━━━━━ Entries supplied
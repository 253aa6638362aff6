//! OSAL Object Directory
//!
//! This crate implements the runtime half of the OSAL object-id layer:
//! - Object creation and deletion over a `NativeOs` platform layer
//! - Id validation, lookup by id and by name
//! - "For each object" enumeration with creator filtering
//! - Bulk teardown and leak reporting
//!
//! The slot tables themselves live in `osal-idmap-core`; this crate adds the
//! per-category locks and the calls into the native layer.
//!
//! # Example
//!
//! ```ignore
//! let dir = ObjectDirectory::new(platform, ObjectLimits::default())?;
//! let queue = dir.queue_create("CMD_PIPE", 16, 64)?;
//! assert_eq!(dir.identify(queue), ObjectCategory::Queue);
//! dir.delete(ObjectCategory::Queue, queue)?;
//! ```
//!
//! # Testing
//!
//! - Unit tests use `osal_hal::TestOs`
//! - Integration tests in `tests/` use `osal-hal-mock` with real task threads
//! - `loom_tests` model-checks the lock protocol (with `loom` feature)

#![no_std]
extern crate alloc;

pub mod args;
pub mod directory;
pub mod enumerate;
pub mod error;
pub mod lifecycle;
mod sync;


pub use args::ObjectArgs;
pub use directory::{ObjectDirectory, MAX_TASK_PRIORITY};
pub use enumerate::ObjectCounter;
pub use error::{status_code, OsalError, OS_SUCCESS};
pub use lifecycle::{DELETE_ORDER, MAX_TEARDOWN_PASSES};

// Re-export the pieces callers need alongside the directory
pub use osal_hal::{HalError, NativeOs, TaskEntry};
pub use osal_idmap_core::{
    ConfigError, InvariantViolation, ObjectCategory, ObjectId, ObjectInfo, ObjectLimits,
    ObjectRecord, TaskId,
};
━━━━━━━━━━
### Task objective
Show every line from the entries that includes the word "queue".

### Result of the exercise
//! let queue = dir.queue_create("CMD_PIPE", 16, 64)?;
//! assert_eq!(dir.identify(queue), ObjectCategory::Queue);
//! dir.delete(ObjectCategory::Queue, queue)?;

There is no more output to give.